# wineador vs humidor



## the queen (May 16, 2012)

new to the boards. i'm the R&D gal for my husband so, here goes. he's got his sticks in 3 coolidors. we are battling temp and humidty. we've had a couple of hot days here.

question: *is a wineador a waste of money and time? * should we stick with what we've got? since i know nothing about the cigars, i want a set it and forget it type of humidor. we found out that one winedor that we were looking at (along with the vinotemp) the highest the temp will go is 65 or so. we are understanding that 65 is ok and we want a temp of 70; we understand that 70/70 is the perfect measurement but we don't think that the winedors will go up that high.

this has been a very frustrating process for both my husband and i. we've spent some change on this whole process and i don't want the babies destroyed. (i call them our babies cuz they take as much care as a baby it seems.)

anybody have any thoughts, would love to hear from you.:rockon:

*Fondly,

The Queen*


----------



## socalocmatt (Dec 22, 2010)

I have coolers and wineadors. Yep, a wineador is worth it. And 65/65 is better than 70/70 IMO.

Oh, and :welcome:


----------



## sligub (Apr 6, 2011)

Wineadors are great way of storing sticks in hot areas, 65 is fine in fact most people on here don't bother with 70/70 and aim for 65/65 or lower. check out some of the build threads for ideas as there are ways of using an external thermo unit to control the temperature to anything you want and welcome to the board


----------



## StogieNinja (Jul 29, 2009)

100% wineadors are worth it. I've got kind of a mini one (mine is 16ct, most are 28ct) . Wish I'd started with a bigger one!

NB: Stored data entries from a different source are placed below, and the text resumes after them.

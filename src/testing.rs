//! Deterministic doubles for the clock, loader, surface and event hooks.

use std::cell::{Cell, RefCell};
use std::future::Future;
use std::rc::Rc;
use std::time::Duration;

use futures::channel::oneshot;

use crate::geometry::Rect;
use crate::{FrameClock, FrameImage, ImageLoader, LoadError, PlayerError, PlayerEvents, RenderError, Surface};

/// Clock whose refreshes and timers only fire when the test says so.
#[derive(Debug, Default)]
pub struct ManualClock {
    now: Cell<Duration>,
    frames: RefCell<Vec<oneshot::Sender<()>>>,
    timers: RefCell<Vec<(Duration, oneshot::Sender<()>)>>,
}

impl ManualClock {
    pub fn new() -> Self {
        Self::default()
    }

    /// Fire every pending refresh callback.
    pub fn fire_frame(&self) -> usize {
        let waiting: Vec<_> = self.frames.borrow_mut().drain(..).collect();
        waiting.into_iter().filter_map(|tx| tx.send(()).ok()).count()
    }

    /// Move time forward and fire every timer that is due.
    pub fn advance(&self, by: Duration) {
        let now = self.now.get() + by;
        self.now.set(now);
        let due: Vec<_> = {
            let mut timers = self.timers.borrow_mut();
            let (due, rest): (Vec<_>, Vec<_>) = timers.drain(..).partition(|(deadline, _)| *deadline <= now);
            *timers = rest;
            due
        };
        for (_, tx) in due {
            let _ = tx.send(());
        }
    }

    /// Refresh callbacks that still have a live waiter.
    pub fn pending_frames(&self) -> usize {
        self.frames.borrow().iter().filter(|tx| !tx.is_canceled()).count()
    }

    /// Timers that still have a live waiter.
    pub fn pending_timers(&self) -> usize {
        self.timers.borrow().iter().filter(|(_, tx)| !tx.is_canceled()).count()
    }
}

impl FrameClock for ManualClock {
    fn next_frame(&self) -> impl Future<Output = ()> {
        let (tx, rx) = oneshot::channel();
        self.frames.borrow_mut().push(tx);
        async move {
            let _ = rx.await;
        }
    }

    fn sleep(&self, duration: Duration) -> impl Future<Output = ()> {
        let (tx, rx) = oneshot::channel();
        let deadline = self.now.get() + duration;
        self.timers.borrow_mut().push((deadline, tx));
        async move {
            let _ = rx.await;
        }
    }
}

/// Image stand-in that remembers which source produced it.
#[derive(Clone, Debug, PartialEq, Eq)]
pub struct TestImage {
    pub name: String,
    pub width: u32,
    pub height: u32,
}

impl FrameImage for TestImage {
    fn width(&self) -> u32 {
        self.width
    }

    fn height(&self) -> u32 {
        self.height
    }
}

/// Loader with three kinds of sources:
/// `sync:*` completes on first poll, `fail:*` fails on first poll,
/// anything else waits until [`release`](Self::release) is called.
#[derive(Debug, Default)]
pub struct GatedLoader {
    gates: RefCell<Vec<(String, oneshot::Sender<()>)>>,
    calls: Cell<usize>,
}

impl GatedLoader {
    pub fn new() -> Self {
        Self::default()
    }

    /// Complete the oldest load of `source` that still has a waiter.
    pub fn release(&self, source: &str) -> bool {
        let mut gates = self.gates.borrow_mut();
        match gates.iter().position(|(s, tx)| s == source && !tx.is_canceled()) {
            Some(pos) => gates.remove(pos).1.send(()).is_ok(),
            None => false,
        }
    }

    pub fn calls(&self) -> usize {
        self.calls.get()
    }
}

impl ImageLoader for GatedLoader {
    type Image = TestImage;

    fn load(&self, source: &str) -> impl Future<Output = Result<TestImage, LoadError>> {
        self.calls.set(self.calls.get() + 1);
        let source = source.to_owned();
        let gate = if source.starts_with("sync:") || source.starts_with("fail:") {
            None
        } else {
            let (tx, rx) = oneshot::channel();
            self.gates.borrow_mut().push((source.clone(), tx));
            Some(rx)
        };
        async move {
            if let Some(rx) = gate {
                rx.await.map_err(|_| LoadError::new(&source, "gate dropped"))?;
            }
            if source.starts_with("fail:") {
                return Err(LoadError::new(&source, "decode failed"));
            }
            Ok(TestImage {
                name: source,
                width: 800,
                height: 600,
            })
        }
    }
}

#[derive(Clone, Debug, PartialEq)]
pub enum SurfaceOp {
    Clear(Rect),
    Draw { image: String, source: Rect, dest: Rect },
}

/// Surface that records every operation into a shared log.
#[derive(Debug)]
pub struct RecordingSurface {
    pub logical: (u32, u32),
    pub pixel_ratio: f64,
    pub backing: (u32, u32),
    pub log: Rc<RefCell<Vec<SurfaceOp>>>,
}

impl RecordingSurface {
    pub fn new(width: u32, height: u32) -> Self {
        Self {
            logical: (width, height),
            pixel_ratio: 1.0,
            backing: (width, height),
            log: Rc::default(),
        }
    }

    /// Names of drawn images, in order.
    pub fn drawn(log: &RefCell<Vec<SurfaceOp>>) -> Vec<String> {
        log.borrow()
            .iter()
            .filter_map(|op| match op {
                SurfaceOp::Draw { image, .. } => Some(image.clone()),
                SurfaceOp::Clear(_) => None,
            })
            .collect()
    }
}

impl Surface for RecordingSurface {
    type Image = TestImage;

    fn logical_size(&self) -> (u32, u32) {
        self.logical
    }

    fn device_pixel_ratio(&self) -> f64 {
        self.pixel_ratio
    }

    fn set_backing_size(&mut self, width: u32, height: u32) {
        self.backing = (width, height);
    }

    fn backing_size(&self) -> (u32, u32) {
        self.backing
    }

    fn clear(&mut self, rect: Rect) -> Result<(), RenderError> {
        self.log.borrow_mut().push(SurfaceOp::Clear(rect));
        Ok(())
    }

    fn draw_image(&mut self, image: &TestImage, source: Rect, dest: Rect) -> Result<(), RenderError> {
        self.log.borrow_mut().push(SurfaceOp::Draw {
            image: image.name.clone(),
            source,
            dest,
        });
        Ok(())
    }
}

#[derive(Clone, Debug, PartialEq, Eq)]
pub enum Event {
    Ready,
    Playing(usize),
    Paused,
    Ended,
    Progress(usize, usize),
    Error(String),
}

/// Events sink that records everything it receives.
#[derive(Debug, Default)]
pub struct RecordingEvents {
    pub events: RefCell<Vec<Event>>,
}

impl RecordingEvents {
    pub fn count(&self, event: &Event) -> usize {
        self.events.borrow().iter().filter(|e| *e == event).count()
    }

    pub fn frames(&self) -> Vec<usize> {
        self.events
            .borrow()
            .iter()
            .filter_map(|e| match e {
                Event::Playing(i) => Some(*i),
                _ => None,
            })
            .collect()
    }

    pub fn errors(&self) -> Vec<String> {
        self.events
            .borrow()
            .iter()
            .filter_map(|e| match e {
                Event::Error(msg) => Some(msg.clone()),
                _ => None,
            })
            .collect()
    }
}

impl PlayerEvents for RecordingEvents {
    fn on_ready(&self) {
        self.events.borrow_mut().push(Event::Ready);
    }

    fn on_playing(&self, index: usize) {
        self.events.borrow_mut().push(Event::Playing(index));
    }

    fn on_paused(&self) {
        self.events.borrow_mut().push(Event::Paused);
    }

    fn on_ended(&self) {
        self.events.borrow_mut().push(Event::Ended);
    }

    fn on_load_progress(&self, completed: usize, total: usize) {
        self.events.borrow_mut().push(Event::Progress(completed, total));
    }

    fn on_error(&self, error: &PlayerError) {
        self.events.borrow_mut().push(Event::Error(error.to_string()));
    }
}

#[cfg(test)]
mod tests {
    use super::*;
    use futures::executor::LocalPool;
    use futures::task::LocalSpawnExt;

    #[test]
    fn test_manual_clock_fires_only_live_waiters() {
        let mut pool = LocalPool::new();
        let clock = Rc::new(ManualClock::new());
        let woke = Rc::new(Cell::new(0));

        for _ in 0..2 {
            let (clock, woke) = (Rc::clone(&clock), Rc::clone(&woke));
            pool.spawner()
                .spawn_local(async move {
                    clock.next_frame().await;
                    woke.set(woke.get() + 1);
                })
                .unwrap();
        }
        pool.run_until_stalled();
        drop(clock.next_frame());

        assert_eq!(clock.pending_frames(), 2);
        assert_eq!(clock.fire_frame(), 2);
        pool.run_until_stalled();
        assert_eq!(woke.get(), 2);
        assert_eq!(clock.fire_frame(), 0);
    }

    #[test]
    fn test_manual_clock_timers_fire_when_due() {
        let mut pool = LocalPool::new();
        let clock = Rc::new(ManualClock::new());
        let done = Rc::new(Cell::new(false));
        {
            let (clock, done) = (Rc::clone(&clock), Rc::clone(&done));
            pool.spawner()
                .spawn_local(async move {
                    clock.sleep(Duration::from_millis(100)).await;
                    done.set(true);
                })
                .unwrap();
        }
        pool.run_until_stalled();

        clock.advance(Duration::from_millis(99));
        pool.run_until_stalled();
        assert!(!done.get());
        assert_eq!(clock.pending_timers(), 1);

        clock.advance(Duration::from_millis(1));
        pool.run_until_stalled();
        assert!(done.get());
        assert_eq!(clock.pending_timers(), 0);
    }
}
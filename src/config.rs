//! Playback settings: the serialisable half of a player's configuration.

use std::time::Duration;

use crate::ConfigError;

/// Default time between frame advances.
pub const DEFAULT_DELAY_MS: u64 = 250;

/// Default deadline for preloading the whole image set.
pub const DEFAULT_LOAD_TIMEOUT_MS: u64 = 30_000;

/// Settings for one playback session.
///
/// `width`/`height` are logical sizes before pixel-density scaling; when
/// absent, the surface's own logical size is used.
#[derive(Clone, Debug, PartialEq, Eq)]
#[cfg_attr(feature = "serde", derive(serde::Serialize, serde::Deserialize))]
#[cfg_attr(feature = "serde", serde(default))]
pub struct PlaybackSettings {
    /// Logical surface width
    pub width: Option<u32>,
    /// Logical surface height
    pub height: Option<u32>,
    /// Image sources in playback order
    pub sources: Vec<String>,
    /// Minimum time between frame advances
    pub delay_ms: u64,
    /// Consecutive ticks each frame stays on screen
    pub hold_ticks: u32,
    /// Preload deadline; `None` or `0` waits forever
    pub load_timeout_ms: Option<u64>,
}

impl Default for PlaybackSettings {
    fn default() -> Self {
        Self {
            width: None,
            height: None,
            sources: Vec::new(),
            delay_ms: DEFAULT_DELAY_MS,
            hold_ticks: 1,
            load_timeout_ms: Some(DEFAULT_LOAD_TIMEOUT_MS),
        }
    }
}

impl PlaybackSettings {
    /// Settings for the given sources with default timing.
    pub fn new<I, S>(sources: I) -> Self
    where
        I: IntoIterator<Item = S>,
        S: Into<String>,
    {
        Self {
            sources: sources.into_iter().map(Into::into).collect(),
            ..Self::default()
        }
    }

    /// Parse settings from a TOML document.
    #[cfg(feature = "toml")]
    pub fn from_toml_str(s: &str) -> Result<Self, ConfigError> {
        Ok(toml::from_str(s)?)
    }

    /// Set the logical surface size.
    pub fn with_size(mut self, width: u32, height: u32) -> Self {
        self.width = Some(width);
        self.height = Some(height);
        self
    }

    /// Set the minimum time between frame advances.
    pub fn with_delay_ms(mut self, delay_ms: u64) -> Self {
        self.delay_ms = delay_ms;
        self
    }

    /// Hold each frame for `hold_ticks` consecutive ticks.
    pub fn with_hold_ticks(mut self, hold_ticks: u32) -> Self {
        self.hold_ticks = hold_ticks;
        self
    }

    /// Set the preload deadline; `None` or `Some(0)` disables it.
    pub fn with_load_timeout_ms(mut self, timeout_ms: Option<u64>) -> Self {
        self.load_timeout_ms = timeout_ms;
        self
    }

    /// Delay between frame advances.
    #[inline]
    pub fn delay(&self) -> Duration {
        Duration::from_millis(self.delay_ms)
    }

    /// Preload deadline, if any.
    ///
    /// A zero timeout means no deadline, so TOML documents (which have no
    /// null) can disable it with `load_timeout_ms = 0`.
    #[inline]
    pub fn load_timeout(&self) -> Option<Duration> {
        self.load_timeout_ms.filter(|&ms| ms > 0).map(Duration::from_millis)
    }

    /// Check the settings before any resource is touched.
    pub fn validate(&self) -> Result<(), ConfigError> {
        if self.sources.is_empty() {
            return Err(ConfigError::NoSources);
        }
        if let Some(index) = self.sources.iter().position(|s| s.trim().is_empty()) {
            return Err(ConfigError::EmptySource { index });
        }
        if self.width == Some(0) || self.height == Some(0) {
            return Err(ConfigError::ZeroSize {
                width: self.width.unwrap_or_default(),
                height: self.height.unwrap_or_default(),
            });
        }
        if self.hold_ticks == 0 {
            return Err(ConfigError::ZeroHold);
        }
        Ok(())
    }
}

I've got two small coolers, and they work well, but not as well as my set-it-and-forget-it wineador!


----------



## the queen (May 16, 2012)

ok, just got a call, hubs found a great wineador but had an air compressor to cool it. we are not handy and are not going to rewire and do all that fancy stuff. can one buy a wineador that has the thermoelectric thingamajig ya'll are talking about? is there a specific brand. this wineador was only 150 and a steal in my eyes, but not to rewire. i want to buy one with the therma thing in it already.

any suggestions?


----------



## Big Bull (Mar 22, 2011)

You could always run your airconditioning. Going from 3 coolers to wineadors count be a expensive transition.


----------



## socalocmatt (Dec 22, 2010)

the queen said:


> ok, just got a call, hubs found a great wineador but had an air compressor to cool it. we are not handy and are not going to rewire and do all that fancy stuff. can one buy a wineador that has the thermoelectric thingamajig ya'll are talking about? is there a specific brand. this wineador was only 150 and a steal in my eyes, but not to rewire. i want to buy one with the therma thing in it already.
> 
> any suggestions?


VinoTemp, NewAir, and Avanti all have thermoelectric units available.


----------



## Big Bull (Mar 22, 2011)

socalocmatt said:


> VinoTemp, NewAir, and Avanti all have thermoelectric units available.


Yes they all do. How many stick are we talking about between the 3 coolers?


----------



## the queen (May 16, 2012)

Big Bull said:


> Yes they all do. How many stick are we talking about between the 3 coolers?


We have no air conditioning (i wish for many reasons:shock, we have about 350 sticks right now.


----------



## Big Bull (Mar 22, 2011)

the queen said:


> We have no air conditioning (i wish for many reasons:shock, we have about 350 sticks right now.


Ah....ok. I was thinking that with you having 3 coolers we would be talking in the 1000 range. 350 is more then manageable in a winefridge. Definitely get the 28 bottle size. As Matt said there are alot of thermo units....


----------



## the queen (May 16, 2012)

thank you so much fellas. i know i will be back with more questions. hubs is disappointed right now, he's had a tough day, but he will regroup and think of something else. i told him we weren't going to bombard you fine gents with a whole bunch of posts. we will compile a list of 3 or 4 questions and come atcha hard!eace:


----------



## socalocmatt (Dec 22, 2010)

the queen said:


> hubs is disappointed right now, he's had a tough day, eace:


There is something I can think of that will help ease a tough day :smoke:


----------



## smokin_dad (Jan 25, 2012)

I was battling temp and humidity too living here in FL. I went with a wineador and have never looked back. I set it at 66 (highest setting) and my temp hovers between 66-70*. My cigars haven't smoked better!!!! Definitely worth it.


----------



## the queen (May 16, 2012)

hello everyone! hubs has decided to stick with his coolidors for now. we may in the future get a wineador, but he is taking on the coolidor challenge and wishes to master those bad boyz! which of course means another Q&A will be heading your way soon, just don't know when.:eyebrows:

*Fondly,

The Queen*


----------